Today—or is it yesterday by now?—I briefly had the post-visitor blahs, that feeling you get when visitors leave and you actively feel their absence. My friends from DC, one of whom I met in a Dunkin’ Donuts parking lot when I was 16 years old, were in New York last night to play a show. I used to see their band all the time when we all lived in Columbus, Ohio. I see them often enough now where I gave them keys to my apartment with a keychain that says “Best Couple Ever.”
I had my blahs only for about 15 minutes, after I handed off the keys to the friend of a friend who is staying in my apartment for the next few days and left to go exploring and I finished packing. It’s my turn to be the visitor now. I’m headed to Dublin as I type, to see my best friend. She’s lived in Ireland since right after college and did grad school there.
It’s so different from the first time I visited, when I was 22. My heart had been broken, and I decided on a whim to visit her. I booked a trip on Expedia and when I went to call call her, I learned she and some other long-term residents had been asked to moved from the hostel where she was staying. She hadn’t told me, I found out later, because her mom regularly called me for updates, and I am a terrible liar. She didn’t want her mom to worry as to her whereabouts. (And her mom had been calling me, wondering where she was.)
So I found myself with tickets to Ireland and no way to contact her, until I remembered the name of the pub where she worked. I rushed home from work to use my landline for long distance. The bartender answered. I said I was looking for my friend, but he replied she wasn’t in yet. “OK,” I said. “Can you give her a message for me? Can you tell her Josie is coming to visit next week?”
“Right, Josie’s coming,” he said.
“Oh, can you also tell her to call her mom?” I asked.
He laughed.
“Have you not been calling your mother?” the bartender scolded her when she arrived to work. “Oh, and Josie’s coming next week.”
These tickets were booked not too long ago. I didn’t have a return flight for a few days. I would say cancer makes me more impulsive now, but only a little bit. It more or less gives me the excuse to be more myself.
I’ve mentioned this before but there are pretty much high highs and low lows with my life for the past few years. The past few weeks have been weird. One of my cats has been sick. Last week looked grim, but he’s responding to medication. Still, for a few days before I left, he wasn’t quite out of the woods. I made the decision to board him at the vet, where they can straighten out his medications and keep an eye on him. It’s the right decision but my heart broke this morning as he curled up around my neck and purred and put a soft paw on each side of my face, blissfully unaware of my impending departure. When I corralled him into his carrier, one of the other cats sat on his carrier as if to keep me from taking his buddy. It was a moment of solidarity, an “I am Spartacus” moment.

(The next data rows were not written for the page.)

#![forbid(unsafe_code)]

use svr_conformance::cases::VerificationMatrix;
use svr_conformance::reference_store::{ReferenceStore, capture_reference};
use svr_conformance::{HarnessConfig, relative_display};
use svr_runner::ProcessSolver;

fn main() {
    if let Err(err) = run() {
        eprintln!("capture_reference failed: {err}");
        std::process::exit(1);
    }
}

fn run() -> Result<(), String> {
    let mut case_name: Option<String> = None;
    let mut cfg = HarnessConfig::default_paths();
    let mut args = std::env::args().skip(1);
    while let Some(arg) = args.next() {
        match arg.as_str() {
            "--case" => {
                case_name = Some(
                    args.next()
                        .ok_or_else(|| "--case requires a value".to_string())?,
                );
            }
            "--matrix" => {
                let value = args
                    .next()
                    .ok_or_else(|| "--matrix requires a value".to_string())?;
                cfg.matrix_path = value.into();
            }
            "--help" | "-h" => {
                println!(
                    "Usage: cargo run -p svr-conformance --bin capture_reference -- --case <name> [--matrix <path>]"
                );
                std::process::exit(0);
            }
            unknown => return Err(format!("unknown argument: {unknown}")),
        }
    }
    let case_name = case_name.ok_or_else(|| "--case is required".to_string())?;

    let matrix = VerificationMatrix::load(&cfg.matrix_path)?;
    let case = matrix
        .case(&case_name)
        .ok_or_else(|| format!("case {case_name} is not in {}", cfg.matrix_path.display()))?;

    let solver = ProcessSolver::new(cfg.solver.clone());
    let manifest = capture_reference(&cfg, &solver, case)?;
    let target = cfg.reference_store().locate(case);

    println!(
        "captured {} step files for {} ({})",
        manifest.files.len(),
        case.name,
        manifest.version_tag()
    );
    println!("wrote {}", relative_display(&cfg.reference_root, &target));
    Ok(())
}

While at the vet saying goodbye to him, I was sad to leave the cat but excited to see my friend and her family in Dublin. From there we’re going to Spain, one of my favorite places in the entire world. I’ve been there when I was four, when I was 16, and in my 20s, and I’ve always vowed to go back.
Then I’m going to pop over to Copenhagen for barely two days to see one of my friends. I met him on a street corner in downtown Columbus years ago. I had actually seen him in my apartment at least once before, when I lived with a mutual friend, so his face was vaguely familiar, but we ended up living in the same neighborhood and working near each other so I would see him at the grocery store and on the bus, sometimes giving him a hey-we-kind-of-know-each-other nod of acknowledgement. I had forgotten my gym shoes that day and was walking home early. As I neared a street corner, our paths intersected. “Who are you?” he asked me. “I see you everywhere.” We walked back to our neighborhood together and have been friends ever since.

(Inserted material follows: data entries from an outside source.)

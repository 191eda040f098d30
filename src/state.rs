use std::sync::Arc;

use crate::config::AppConfig;
use crate::debrid::DebridClient;
use crate::poller::FeedPoller;
use crate::store::{AuthStore, SeenStore, SettingsStore};

#[derive(Clone)]
pub struct AppState {
    pub config: Arc<AppConfig>,
    pub auth: Arc<AuthStore>,
    pub settings: Arc<SettingsStore>,
    pub seen: Arc<SeenStore>,
    pub debrid: Arc<DebridClient>,
    pub poller: Arc<FeedPoller>,
    pub session: SessionAuth,
}

#[derive(Debug, Clone)]
pub struct SessionAuth {
    pub secret: String,
    pub max_age_seconds: i64,
}

impl SessionAuth {
    pub fn from_config(config: &AppConfig) -> Self {
        Self {
            secret: config.session_secret.clone(),
            max_age_seconds: config.session_max_age_seconds,
        }
    }
}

I try to do so much and I feel like everything is a whirlwind. This time on the plane is full of stolen moments. I watched a whole movie without doing anything else. I am catching up on writing.
Today—it’s definitely yesterday now—I opened the carrier and kissed my cat’s nose and promised to be back soon. I wish sometimes that all the beings I like and love lived in the same place, but that’s not how it is. I lived in Ohio for so long but people moved away, then I moved to New York, and then people left from New York. My heart aches sometimes when I have to say goodbye to people again and again, but I know I am lucky to have so many people I care about and so many people who care about me, spread throughout the globe.
I keep also making new friends, and for that I am also grateful. Without the spreading out of my favorite people, I wouldn’t have more adventures. I wouldn’t be on a flight to Dublin or visiting Copenhagen. I wouldn’t be going to Nashville next month. I wouldn’t have some people who live in Louisiana who I met in Cuba earlier this year staying with me. I wouldn’t have a riot grrl weekend of back-to-back L7 and Bikini Kill shows with high school friends visiting me next month.
I wouldn’t feel the bittersweet feeling of leaving my cats with the excitement of a vacation. I’m also grateful that when it’s time to return home, it’s to my favorite place in the entire world.